During the antenatal care sessions the doctor or midwife will talk to you about healthy eating, folic acid, smoking, drinking, drugs and other information based around what is happening to you and your body.
have an abortion
I am not going to go into the debate of whether abortion is right or wrong, however i do hope you have at least read about abortions before you decide to take it as an option, anyway, abortion is a legal way of terminating a pregnancy. Age is not a factor when choosing to have an abortion.
In most parts of the UK setting up an abortion is easy, but this does vary from place to place so you will need to arrange everything in hand so that your all ready to go once you have made up your mind.
The other thing that makes choosing an abortion harder is that it is time-restrained, the earlier in the pregnancy an abortion is performed the easier and safer it is to do. Almost all abortions are carried out before 20 weeks, with the majority being before 12 weeks. Abortion after 24 weeks is uncommon and is only considered in certain circumstances. The other thing that you need to remember is that most people are often 5-8 weeks pregnant before they even realise it and an abortion can take up to a month to be carried out.
You can have an abortion without telling your parents, partner or your doctor, plus your partner (babies would be dad) has no legal say in whether you should have an abortion or not.
Many women often feel sad or upset after having an abortion and by having an abortion you are not affecting your chances of having a baby in the future.
give the baby up for adoption
As with keeping the baby you still need to arrange all you antenatal care and ensure that everything is fine during the pregnancy.

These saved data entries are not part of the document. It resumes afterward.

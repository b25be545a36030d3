use macroquad::prelude::*;
use std::sync::Arc;
use tokio::sync::broadcast;
use tracing::{error, info, warn};

use crate::bus::Telemetry;

// Function to configure the macroquad window
pub fn window_conf() -> Conf {
    Conf {
        window_title: "Obocar".to_string(),
        window_width: 800,
        window_height: 800,
        high_dpi: true,
        ..Default::default()
    }
}

const VIS_SCALE: f32 = 12.0; // pixels per unit
const TRAIL_LIMIT: usize = 2_000;

/// Plane coordinates to screen pixels; +Y points up the screen.
fn to_screen(x: f64, y: f64) -> Vec2 {
    Vec2::new(
        screen_width() / 2.0 + x as f32 * VIS_SCALE,
        screen_height() / 2.0 - y as f32 * VIS_SCALE,
    )
}

/// Direction of a compass heading (degrees clockwise from +Y) in screen space.
fn screen_dir(heading_deg: f64) -> Vec2 {
    let h = heading_deg.to_radians() as f32;
    Vec2::new(h.sin(), -h.cos())
}

pub async fn run_visualization_loop(mut telemetry_rx: broadcast::Receiver<Arc<Telemetry>>) {
    let mut latest: Option<Arc<Telemetry>> = None;
    let mut trail: Vec<Vec2> = Vec::new();
    let mut finished = false;

    info!("Visualization loop starting.");

    loop {
        loop {
            match telemetry_rx.try_recv() {
                Ok(frame) => {
                    if trail.len() < TRAIL_LIMIT {
                        trail.push(Vec2::new(frame.pose.x as f32, frame.pose.y as f32));
                    }
                    latest = Some(frame);
                }
                Err(broadcast::error::TryRecvError::Empty) => break,
                Err(broadcast::error::TryRecvError::Lagged(skipped)) => {
                    warn!(skipped, "Visualization telemetry receiver lagged.");
                }
                Err(broadcast::error::TryRecvError::Closed) => {
                    if !finished {
                        info!("Mission finished; close the window to exit.");
                        finished = true;
                    }
                    break;
                }
            }
        }

        if is_key_pressed(KeyCode::Escape) {
            break;
        }

        clear_background(LIGHTGRAY);

        // Axes
        let origin = to_screen(0.0, 0.0);
        draw_line(0.0, origin.y, screen_width(), origin.y, 1.0, GRAY);
        draw_line(origin.x, 0.0, origin.x, screen_height(), 1.0, GRAY);

        for pair in trail.windows(2) {
            let a = to_screen(pair[0].x as f64, pair[0].y as f64);
            let b = to_screen(pair[1].x as f64, pair[1].y as f64);
            draw_line(a.x, a.y, b.x, b.y, 2.0, DARKGREEN);
        }

        if let Some(frame) = latest.as_ref() {
            for p in &frame.obstacles {
                let s = to_screen(p.x, p.y);
                draw_circle(s.x, s.y, 6.0, RED);
            }

            let pose = frame.pose;
            let center = to_screen(pose.x, pose.y);

            // Front sensor cone
            let reach = frame.sensor_range as f32 * VIS_SCALE;
            let left_edge = center + screen_dir(pose.heading - frame.cone_half_width) * reach;
            let right_edge = center + screen_dir(pose.heading + frame.cone_half_width) * reach;
            draw_triangle(center, left_edge, right_edge, Color::new(1.0, 0.9, 0.2, 0.25));

            let r_size = 12.0;
            let nose = center + screen_dir(pose.heading) * r_size;
            let port = center + screen_dir(pose.heading - 140.0) * r_size;
            let starboard = center + screen_dir(pose.heading + 140.0) * r_size;
            draw_triangle(nose, port, starboard, BLUE);
            draw_line(center.x, center.y, nose.x, nose.y, 2.0, DARKBLUE);

            let status = &frame.status;
            draw_text(
                &format!(
                    "x={:.1} y={:.1} heading={:.1} battery={:.1}% distance={:.1}",
                    status.position.0, status.position.1, status.heading, status.battery, status.distance
                ),
                10.0,
                20.0,
                20.0,
                BLACK,
            );
            draw_text(
                &format!(
                    "last: {}  nearby: {}",
                    frame.command.as_deref().unwrap_or("-"),
                    status.obstacles_nearby
                ),
                10.0,
                40.0,
                20.0,
                BLACK,
            );
        } else if finished {
            error!("Telemetry closed before any frame arrived.");
            break;
        }

        next_frame().await
    }
}
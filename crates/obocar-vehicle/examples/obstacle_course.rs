use obocar_vehicle::*;

fn main() -> Result<(), VehicleError> {
    let config = VehicleConfig {
        obstacles: ObstaclePolicy::Wall,
        seed: Some(3),
        ..VehicleConfig::default()
    };
    let mut car = Vehicle::new(config)?;

    println!("Obstacles: {}", car.get_obstacles().len());
    println!("Start: {:?}\n", car.status());

    for _ in 0..12 {
        let front = car.sensor("front")?;
        let right = car.sensor("right")?;
        let left = car.sensor("left")?;

        if front > 4.0 {
            car.forward(2.0);
        } else if right >= left {
            car.right(45.0);
        } else {
            car.left(45.0);
        }
        println!(
            "F:{:>5.1} R:{:>5.1} L:{:>5.1}  ->  {}",
            front,
            right,
            left,
            car.last_event().map(Event::description).unwrap_or_default()
        );
    }

    println!("\nFinal: {:?}", car.status());
    println!("Events logged: {}", car.get_event_log().len());
    Ok(())
}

Many women choose adoption as an option because they feel they cannot raise a child at that moment in time but do not want to go through with an abortion. By giving your baby up for adoption it will mean that the baby will be brought up by another family as if they were their own, usually the adopter is someone who cannot have child of their own or have tried but not succeeded at getting pregnant.
Once an adoption have been made legal (by a court) the decision cannot be changed.

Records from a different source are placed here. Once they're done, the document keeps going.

#![warn(missing_docs)]

//! Directional range sensing against a field of point obstacles.
//!
//! A sensor looks along `heading + offset`, where the offset depends on which
//! of the four mounted sensors is read. Any obstacle whose bearing lies within
//! the cone half-width of that direction, and which is closer than the sensor
//! range, can be the reported hit.

use core::fmt;
use core::str::FromStr;

use obocar_kinematics::{Pose, angular_difference, normalize_heading};
use rand::Rng;

use crate::error::SensingError;
use crate::field::ObstacleField;

/// Default maximum detection range.
pub const DEFAULT_RANGE: f64 = 20.0;
/// Default cone half-width in degrees.
pub const DEFAULT_CONE_HALF_WIDTH: f64 = 30.0;
/// Default amplitude of the uniform reading noise.
pub const DEFAULT_NOISE: f64 = 0.2;
/// Default lowest value a reading can take.
pub const DEFAULT_MIN_READING: f64 = 0.1;

/// One of the four sensors mounted on the vehicle.
#[derive(Debug, Clone, Copy, PartialEq, Eq, Hash)]
#[cfg_attr(feature = "serde", derive(serde::Serialize, serde::Deserialize))]
#[cfg_attr(feature = "serde", serde(rename_all = "lowercase"))]
pub enum SensorDirection {
    /// Looks along the heading.
    Front,
    /// Looks 90° clockwise of the heading.
    Right,
    /// Looks opposite the heading.
    Back,
    /// Looks 90° counter-clockwise of the heading.
    Left,
}

impl SensorDirection {
    /// All directions, clockwise from the front.
    pub const ALL: [SensorDirection; 4] = [
        SensorDirection::Front,
        SensorDirection::Right,
        SensorDirection::Back,
        SensorDirection::Left,
    ];

    /// Clockwise offset from the vehicle heading, in degrees.
    pub const fn offset(self) -> f64 {
        match self {
            SensorDirection::Front => 0.0,
            SensorDirection::Right => 90.0,
            SensorDirection::Back => 180.0,
            SensorDirection::Left => 270.0,
        }
    }

    /// The lowercase name used on the wire and in logs.
    pub const fn as_str(self) -> &'static str {
        match self {
            SensorDirection::Front => "front",
            SensorDirection::Right => "right",
            SensorDirection::Back => "back",
            SensorDirection::Left => "left",
        }
    }
}

impl fmt::Display for SensorDirection {
    fn fmt(&self, f: &mut fmt::Formatter<'_>) -> fmt::Result {
        f.write_str(self.as_str())
    }
}

impl FromStr for SensorDirection {
    type Err = SensingError;

    fn from_str(s: &str) -> Result<Self, Self::Err> {
        SensorDirection::ALL
            .into_iter()
            .find(|d| d.as_str() == s)
            .ok_or_else(|| SensingError::UnknownDirection(s.to_string()))
    }
}

/// A cone-shaped range sensor.
#[derive(Debug, Clone, Copy, PartialEq)]
pub struct RangeSensor {
    range: f64,
    cone_half_width: f64,
    noise: f64,
    min_reading: f64,
}

impl Default for RangeSensor {
    fn default() -> Self {
        RangeSensor {
            range: DEFAULT_RANGE,
            cone_half_width: DEFAULT_CONE_HALF_WIDTH,
            noise: DEFAULT_NOISE,
            min_reading: DEFAULT_MIN_READING,
        }
    }
}

impl RangeSensor {
    /// Creates a range sensor.
    ///
    /// # Arguments
    /// * `range` - Maximum detection range, reported when nothing is in the cone
    /// * `cone_half_width` - Half-width of the detection cone in degrees
    /// * `noise` - Amplitude of the uniform noise added to every reading (0 disables it)
    /// * `min_reading` - Lowest value a reading can take
    ///
    /// # Errors
    /// Returns `SensingError::InvalidParameter` if `range` is not positive, the cone is not
    /// within `(0, 180]`, `noise` is negative, or `min_reading` is negative or beyond `range`.
    pub fn new(
        range: f64,
        cone_half_width: f64,
        noise: f64,
        min_reading: f64,
    ) -> Result<Self, SensingError> {
        if !(range.is_finite() && range > 0.0) {
            return Err(SensingError::InvalidParameter("range must be positive"));
        }
        if !(cone_half_width > 0.0 && cone_half_width <= 180.0) {
            return Err(SensingError::InvalidParameter(
                "cone half-width must be within (0, 180] degrees",
            ));
        }
        if !(noise.is_finite() && noise >= 0.0) {
            return Err(SensingError::InvalidParameter("noise must be non-negative"));
        }
        if !(min_reading >= 0.0 && min_reading <= range) {
            return Err(SensingError::InvalidParameter(
                "minimum reading must be within [0, range]",
            ));
        }
        Ok(RangeSensor {
            range,
            cone_half_width,
            noise,
            min_reading,
        })
    }

    /// Returns the maximum detection range.
    pub fn range(&self) -> f64 {
        self.range
    }

    /// Returns the cone half-width in degrees.
    pub fn cone_half_width(&self) -> f64 {
        self.cone_half_width
    }

    /// Returns the noise amplitude.
    pub fn noise(&self) -> f64 {
        self.noise
    }

    /// Returns the reading floor.
    pub fn min_reading(&self) -> f64 {
        self.min_reading
    }

    /// Absolute compass angle the given sensor looks along, in `[0, 360)`.
    pub fn absolute_angle(&self, heading: f64, direction: SensorDirection) -> f64 {
        normalize_heading(heading + direction.offset())
    }

    /// Distance to the nearest obstacle inside the cone and strictly within range.
    ///
    /// # Returns
    /// * `Option<f64>` - Noise-free distance, or `None` if nothing qualifies
    pub fn nearest(
        &self,
        pose: &Pose,
        direction: SensorDirection,
        field: &ObstacleField,
    ) -> Option<f64> {
        let sensor_angle = self.absolute_angle(pose.heading, direction);

        field
            .iter()
            .filter(|p| angular_difference(pose.bearing_to(p.x, p.y), sensor_angle) <= self.cone_half_width)
            .map(|p| pose.distance_to(p.x, p.y))
            .filter(|d| *d < self.range)
            .min_by(f64::total_cmp)
    }

    /// Noise-free reading: the nearest hit, or the full range.
    pub fn cast(&self, pose: &Pose, direction: SensorDirection, field: &ObstacleField) -> f64 {
        self.nearest(pose, direction, field).unwrap_or(self.range)
    }

    /// A full sensor reading: cast, add uniform noise, clamp to the floor.
    pub fn read<R: Rng + ?Sized>(
        &self,
        pose: &Pose,
        direction: SensorDirection,
        field: &ObstacleField,
        rng: &mut R,
    ) -> f64 {
        let noise = if self.noise > 0.0 {
            rng.random_range(-self.noise..=self.noise)
        } else {
            0.0
        };
        self.clamp_reading(self.cast(pose, direction, field) + noise)
    }

    /// Applies the reading floor to a value obtained elsewhere.
    ///
    /// Non-finite values are treated as "nothing seen" and map to the range.
    pub fn clamp_reading(&self, raw: f64) -> f64 {
        if !raw.is_finite() {
            return self.range;
        }
        raw.max(self.min_reading)
    }
}

#[cfg(test)]
mod tests {
    use super::*;
    use crate::field::WorldPoint;
    use rand::SeedableRng;
    use rand::rngs::StdRng;

    const EPSILON: f64 = 1e-9;

    fn field_of(points: &[(f64, f64)]) -> ObstacleField {
        points.iter().copied().map(WorldPoint::from).collect()
    }

    fn quiet_sensor() -> RangeSensor {
        RangeSensor::new(DEFAULT_RANGE, DEFAULT_CONE_HALF_WIDTH, 0.0, DEFAULT_MIN_READING).unwrap()
    }

    #[test]
    fn test_direction_parsing() {
        assert_eq!("front".parse::<SensorDirection>().unwrap(), SensorDirection::Front);
        assert_eq!("left".parse::<SensorDirection>().unwrap(), SensorDirection::Left);
        assert_eq!("back".parse::<SensorDirection>().unwrap(), SensorDirection::Back);
        // Names are exact: no case folding, no trimming
        for bad in ["Front", "FRONT", " front", "left ", "BACK"] {
            assert!(matches!(
                bad.parse::<SensorDirection>(),
                Err(SensingError::UnknownDirection(s)) if s == bad
            ));
        }
        assert!(matches!(
            "up".parse::<SensorDirection>(),
            Err(SensingError::UnknownDirection(s)) if s == "up"
        ));
        assert!("".parse::<SensorDirection>().is_err());
    }

    #[test]
    fn test_direction_offsets() {
        let offsets: Vec<f64> = SensorDirection::ALL.iter().map(|d| d.offset()).collect();
        assert_eq!(offsets, vec![0.0, 90.0, 180.0, 270.0]);
        assert_eq!(SensorDirection::Right.to_string(), "right");
    }

    #[test]
    fn test_constructor() {
        let sensor = RangeSensor::new(15.0, 45.0, 0.5, 0.2).unwrap();
        assert_eq!(sensor.range(), 15.0);
        assert_eq!(sensor.cone_half_width(), 45.0);
        assert_eq!(sensor.noise(), 0.5);
        assert_eq!(sensor.min_reading(), 0.2);
        assert_eq!(RangeSensor::default().range(), DEFAULT_RANGE);
    }

    #[test]
    fn test_invalid_construction() {
        assert!(matches!(RangeSensor::new(0.0, 30.0, 0.2, 0.1), Err(SensingError::InvalidParameter(_))));
        assert!(matches!(RangeSensor::new(20.0, 0.0, 0.2, 0.1), Err(SensingError::InvalidParameter(_))));
        assert!(matches!(RangeSensor::new(20.0, 190.0, 0.2, 0.1), Err(SensingError::InvalidParameter(_))));
        assert!(matches!(RangeSensor::new(20.0, 30.0, -0.1, 0.1), Err(SensingError::InvalidParameter(_))));
        assert!(matches!(RangeSensor::new(20.0, 30.0, 0.2, 25.0), Err(SensingError::InvalidParameter(_))));
        assert!(RangeSensor::new(20.0, 180.0, 0.0, 0.0).is_ok());
    }

    #[test]
    fn test_front_hit() {
        let sensor = quiet_sensor();
        let field = field_of(&[(0.0, 5.0)]);
        let pose = Pose::origin();
        assert!((sensor.cast(&pose, SensorDirection::Front, &field) - 5.0).abs() < EPSILON);
        // Nothing behind
        assert_eq!(sensor.cast(&pose, SensorDirection::Back, &field), DEFAULT_RANGE);
    }

    #[test]
    fn test_sensor_follows_heading() {
        let sensor = quiet_sensor();
        let field = field_of(&[(4.0, 0.0)]);
        let facing_north = Pose::origin();
        assert!((sensor.cast(&facing_north, SensorDirection::Right, &field) - 4.0).abs() < EPSILON);
        assert_eq!(sensor.cast(&facing_north, SensorDirection::Front, &field), DEFAULT_RANGE);

        let facing_east = Pose::new(0.0, 0.0, 90.0);
        assert!((sensor.cast(&facing_east, SensorDirection::Front, &field) - 4.0).abs() < EPSILON);
        let facing_south = Pose::new(0.0, 0.0, 180.0);
        assert!((sensor.cast(&facing_south, SensorDirection::Left, &field) - 4.0).abs() < EPSILON);
    }

    #[test]
    fn test_cone_edges() {
        let sensor = quiet_sensor();
        let pose = Pose::origin();
        // 30° off the front axis is inside, 31° is outside
        let inside = (30.0_f64 - 1e-6).to_radians();
        let outside = 31.0_f64.to_radians();
        let field_in = field_of(&[(10.0 * inside.sin(), 10.0 * inside.cos())]);
        let field_out = field_of(&[(10.0 * outside.sin(), 10.0 * outside.cos())]);
        assert!((sensor.cast(&pose, SensorDirection::Front, &field_in) - 10.0).abs() < 1e-6);
        assert_eq!(sensor.cast(&pose, SensorDirection::Front, &field_out), DEFAULT_RANGE);
    }

    #[test]
    fn test_cone_across_north() {
        let sensor = quiet_sensor();
        // Heading 350° looks across the 0°/360° seam
        let pose = Pose::new(0.0, 0.0, 350.0);
        let field = field_of(&[(1.0, 6.0)]);
        let expected = (1.0_f64 + 36.0).sqrt();
        assert!((sensor.cast(&pose, SensorDirection::Front, &field) - expected).abs() < EPSILON);
    }

    #[test]
    fn test_nearest_wins_and_range_is_strict() {
        let sensor = quiet_sensor();
        let pose = Pose::origin();
        let field = field_of(&[(0.0, 12.0), (0.5, 7.0), (0.0, 20.0)]);
        let expected = (0.25_f64 + 49.0).sqrt();
        assert!((sensor.cast(&pose, SensorDirection::Front, &field) - expected).abs() < EPSILON);

        let at_range = field_of(&[(0.0, 20.0)]);
        assert!(sensor.nearest(&pose, SensorDirection::Front, &at_range).is_none());
    }

    #[test]
    fn test_reading_noise_and_floor() {
        let sensor = RangeSensor::default();
        let pose = Pose::origin();
        let mut rng = StdRng::seed_from_u64(42);

        let field = field_of(&[(0.0, 5.0)]);
        for _ in 0..200 {
            let reading = sensor.read(&pose, SensorDirection::Front, &field, &mut rng);
            assert!((reading - 5.0).abs() <= DEFAULT_NOISE + EPSILON);
        }

        // Obstacle on top of the sensor: floor applies
        let touching = field_of(&[(0.0, 0.0)]);
        for _ in 0..200 {
            let reading = sensor.read(&pose, SensorDirection::Front, &touching, &mut rng);
            assert!(reading >= DEFAULT_MIN_READING);
        }
    }

    #[test]
    fn test_clamp_reading() {
        let sensor = RangeSensor::default();
        assert_eq!(sensor.clamp_reading(-3.0), DEFAULT_MIN_READING);
        assert_eq!(sensor.clamp_reading(4.0), 4.0);
        assert_eq!(sensor.clamp_reading(f64::NAN), DEFAULT_RANGE);
        assert_eq!(sensor.clamp_reading(f64::INFINITY), DEFAULT_RANGE);
        assert_eq!(sensor.clamp_reading(f64::NEG_INFINITY), DEFAULT_RANGE);
    }
}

You can prepare for the adoption during any stage of the pregnancy however it will not be final until the baby is born. Once the baby is born you will be asked to sign a formal agreement. You cannot be asked to sign this until the baby is 6 weeks old and this signing does not make the agreement final.

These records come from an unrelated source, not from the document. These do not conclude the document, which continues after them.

#![cfg_attr(not(test), no_std)]
#![warn(missing_docs)]
#![doc = "A `no_std` library for dead-reckoning kinematics of a 2D wheeled vehicle."]
#![doc = ""]
#![doc = "Headings are compass-style: degrees measured clockwise from the +Y axis,"]
#![doc = "so 0° points \"north\" (+Y) and 90° points \"east\" (+X)."]

use core::fmt;
use libm::{atan2, cos, fabs, hypot, sin};

#[cfg(feature = "serde")]
use serde::{Deserialize, Serialize};

pub mod error;
pub use error::KinematicsError;

/// Degrees in a full turn.
pub const FULL_TURN: f64 = 360.0;

/// A 2‑D pose `(x, y, heading)` in plane units and degrees.
#[cfg_attr(feature = "serde", derive(Serialize, Deserialize))]
#[derive(Debug, Clone, Copy, PartialEq, Default)]
pub struct Pose {
    /// Lateral position.
    pub x: f64,
    /// Forward position (north is +Y).
    pub y: f64,
    /// Heading (deg), clockwise from +Y, normalized to `[0, 360)`.
    pub heading: f64,
}

impl Pose {
    /// Construct a new pose. The heading is normalized.
    ///
    /// # Arguments
    ///
    /// * `x`: Lateral position.
    /// * `y`: Forward position.
    /// * `heading`: Heading in degrees, any finite value.
    pub fn new(x: f64, y: f64, heading: f64) -> Self {
        Pose {
            x,
            y,
            heading: normalize_heading(heading),
        }
    }

    /// The pose every vehicle starts from: origin, facing north.
    pub const fn origin() -> Self {
        Pose {
            x: 0.0,
            y: 0.0,
            heading: 0.0,
        }
    }

    /// Returns `true` if every component is finite.
    pub fn is_finite(&self) -> bool {
        self.x.is_finite() && self.y.is_finite() && self.heading.is_finite()
    }

    /// Moves the pose along its heading.
    ///
    /// `new_x = x + d·sin(h)`, `new_y = y + d·cos(h)`. A negative `distance`
    /// moves backward; the heading is unchanged.
    ///
    /// # Errors
    ///
    /// Returns `Err(KinematicsError::NonFiniteDistance)` if `distance` is not finite and
    /// `Err(KinematicsError::NonFinitePose)` if the result overflows.
    pub fn advanced(&self, distance: f64) -> Result<Pose, KinematicsError> {
        if !distance.is_finite() {
            return Err(KinematicsError::NonFiniteDistance("must be finite"));
        }

        let heading_rad = self.heading.to_radians();
        let next = Pose {
            x: self.x + distance * sin(heading_rad),
            y: self.y + distance * cos(heading_rad),
            heading: self.heading,
        };

        if !next.is_finite() {
            return Err(KinematicsError::NonFinitePose("position overflowed"));
        }
        Ok(next)
    }

    /// Turns the pose in place. Positive `degrees` turn clockwise (right),
    /// negative turn counter-clockwise (left).
    ///
    /// # Errors
    ///
    /// Returns `Err(KinematicsError::NonFiniteAngle)` if `degrees` is not finite.
    pub fn rotated(&self, degrees: f64) -> Result<Pose, KinematicsError> {
        if !degrees.is_finite() {
            return Err(KinematicsError::NonFiniteAngle("must be finite"));
        }
        Ok(Pose {
            x: self.x,
            y: self.y,
            heading: normalize_heading(self.heading + degrees),
        })
    }

    /// Euclidean distance from this pose to a point.
    pub fn distance_to(&self, x: f64, y: f64) -> f64 {
        hypot(x - self.x, y - self.y)
    }

    /// Compass bearing from this pose to a point, in degrees within `(-180, 180]`.
    ///
    /// The bearing is absolute (it ignores the pose heading).
    pub fn bearing_to(&self, x: f64, y: f64) -> f64 {
        bearing(x - self.x, y - self.y)
    }
}

impl fmt::Display for Pose {
    fn fmt(&self, f: &mut fmt::Formatter<'_>) -> fmt::Result {
        write!(f, "(x: {:.1}, y: {:.1}, heading: {:.1}°)", self.x, self.y, self.heading)
    }
}

/// Normalize a heading to be within `[0, 360)`.
///
/// Tiny negative inputs can round up to exactly `360.0`; those fold to `0.0`.
pub fn normalize_heading(degrees: f64) -> f64 {
    let mut a = degrees % FULL_TURN;
    if a < 0.0 {
        a += FULL_TURN;
    }
    if a >= FULL_TURN { 0.0 } else { a }
}

/// Compass bearing of the offset `(dx, dy)`, in degrees within `(-180, 180]`.
///
/// Uses `atan2(dx, dy)`: `dx` is lateral and `dy` is forward, matching the
/// motion model.
pub fn bearing(dx: f64, dy: f64) -> f64 {
    atan2(dx, dy).to_degrees()
}

/// Smallest absolute difference between two headings, in degrees within `[0, 180]`.
pub fn angular_difference(a: f64, b: f64) -> f64 {
    fabs(normalize_heading(a - b + 180.0) - 180.0)
}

During this time the baby will usually go into foster care until the final arrangements are confirmed.The adoptive parents will then take care of the baby and apply to the courts for an adoption order.Once the adoption order is granted (ie agreed by the courts) then the adoption is final and there is no going back. You can decide to take care of the baby yourself even after you have said you want it adopted, however this must be done before it is agreed by the courts, it will also then be down to the courts as to where the child would be best placed (with you or the adoptive parents), so even if you do change your mind you could still end up without a baby.
I will say once again that which ever of the options that you choose it must be you that chooses it and it must be because it is what you want to do and not because someone is telling you to do it.